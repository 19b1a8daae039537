//! # keyring-client -- Typed Rust client for the Keyring backend
//!
//! Covers the endpoints an integrating application needs around proof
//! generation:
//! - **Policies**: paginated L1 listing, the keyless public listing, and
//!   the onboarding schema.
//! - **Users**: create, list, fetch, attestation status, onboarding data
//!   validation.
//! - **Blinded signatures**: exchange a Groth16 proof for the issuer's
//!   signature over the blinded message.
//!
//! ## Authentication
//!
//! Authenticated endpoints expect the application API key in the
//! `X-API-KEY` header. The key is set once as a default header on the
//! shared `reqwest::Client` and never logged.
//!
//! ## Errors
//!
//! Non-2xx responses surface as [`KeyringApiError::Api`] carrying the
//! upstream status and the `detail`/`error` message.
//!
//! ## Retries
//!
//! Transport failures are retried with exponential backoff under the
//! [`RetryPolicy`] in [`KeyringApiConfig::retry`]; HTTP responses never
//! are. Requests that create state on the backend (`create_user`,
//! `blinded_signature`) are [`Idempotency::Once`] and only retried when the
//! connection could not be established.

#![deny(missing_docs)]

pub mod config;
pub mod error;
pub mod policies;
pub mod retry;
pub mod types;
pub mod users;

pub use config::KeyringApiConfig;
pub use error::KeyringApiError;
pub use retry::{Idempotency, RetryPolicy};
pub use types::{
    BlindedSignatureRequest, BlindedSignatureResponse, CreateUserRequest, PaginatedResponse, User,
    UserStatus, ValidateDataResponse,
};

use std::time::Duration;

use keyring_core::ConfigError;
use url::Url;

/// Header carrying the application API key.
pub const API_KEY_HEADER: &str = "X-API-KEY";

/// Keyring backend client.
///
/// Cheap to clone: the underlying connection pool is shared.
#[derive(Debug, Clone)]
pub struct KeyringClient {
    http: reqwest::Client,
    base_url: Url,
    retry: RetryPolicy,
}

impl KeyringClient {
    /// Create a new client from configuration.
    pub fn new(config: KeyringApiConfig) -> Result<Self, KeyringApiError> {
        let mut headers = reqwest::header::HeaderMap::new();
        if let Some(key) = &config.api_key {
            let mut value = reqwest::header::HeaderValue::from_str(key.as_str())
                .map_err(|_| ConfigError::InvalidValue("KEYRING_API_KEY".to_string()))?;
            value.set_sensitive(true);
            headers.insert(API_KEY_HEADER, value);
        }

        let http = reqwest::Client::builder()
            .timeout(Duration::from_secs(config.timeout_secs))
            .default_headers(headers)
            .build()
            .map_err(|e| KeyringApiError::Http {
                endpoint: "client_init".into(),
                source: e,
            })?;

        Ok(Self {
            http,
            base_url: config.base_url,
            retry: config.retry,
        })
    }

    /// Base URL requests are resolved against.
    pub fn base_url(&self) -> &Url {
        &self.base_url
    }

    /// Retry budget applied to every request.
    pub fn retry_policy(&self) -> &RetryPolicy {
        &self.retry
    }

    /// Resolve `segments` below the base URL, percent-encoding each one.
    pub(crate) fn url(&self, segments: &[&str]) -> Result<Url, KeyringApiError> {
        let mut url = self.base_url.clone();
        url.path_segments_mut()
            .map_err(|_| {
                ConfigError::InvalidUrl("base_url".to_string(), self.base_url.to_string())
            })?
            .pop_if_empty()
            .extend(segments);
        Ok(url)
    }

    /// Resolve `segments` and append `page`/`page_size` query parameters.
    pub(crate) fn paged_url(
        &self,
        segments: &[&str],
        page: u32,
        page_size: u32,
    ) -> Result<Url, KeyringApiError> {
        let mut url = self.url(segments)?;
        url.query_pairs_mut()
            .append_pair("page", &page.to_string())
            .append_pair("page_size", &page_size.to_string());
        Ok(url)
    }

    /// Send a request built by `f` under the client's retry policy.
    pub(crate) async fn send<F, Fut>(
        &self,
        endpoint: &str,
        idempotency: Idempotency,
        f: F,
    ) -> Result<reqwest::Response, KeyringApiError>
    where
        F: Fn(&reqwest::Client) -> Fut,
        Fut: std::future::Future<Output = Result<reqwest::Response, reqwest::Error>>,
    {
        self.retry
            .send(endpoint, idempotency, || f(&self.http))
            .await
            .map_err(|e| KeyringApiError::Http {
                endpoint: endpoint.to_string(),
                source: e,
            })
    }

    /// Decode a response body, mapping non-2xx statuses to API errors.
    pub(crate) async fn read_json<T: serde::de::DeserializeOwned>(
        endpoint: &str,
        resp: reqwest::Response,
    ) -> Result<T, KeyringApiError> {
        if !resp.status().is_success() {
            return Err(error::api_error(endpoint, resp).await);
        }
        resp.json().await.map_err(|e| KeyringApiError::Deserialization {
            endpoint: endpoint.to_string(),
            source: e,
        })
    }
}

────

Every line in the entries above that mentions the word "KeyringApiError" must be shown.

**TASK RESPONSE:**
//! Non-2xx responses surface as [`KeyringApiError::Api`] carrying the
pub use error::KeyringApiError;
    pub fn new(config: KeyringApiConfig) -> Result<Self, KeyringApiError> {
            .map_err(|e| KeyringApiError::Http {
    pub(crate) fn url(&self, segments: &[&str]) -> Result<Url, KeyringApiError> {
    ) -> Result<Url, KeyringApiError> {
    ) -> Result<reqwest::Response, KeyringApiError>
            .map_err(|e| KeyringApiError::Http {
    ) -> Result<T, KeyringApiError> {
        resp.json().await.map_err(|e| KeyringApiError::Deserialization {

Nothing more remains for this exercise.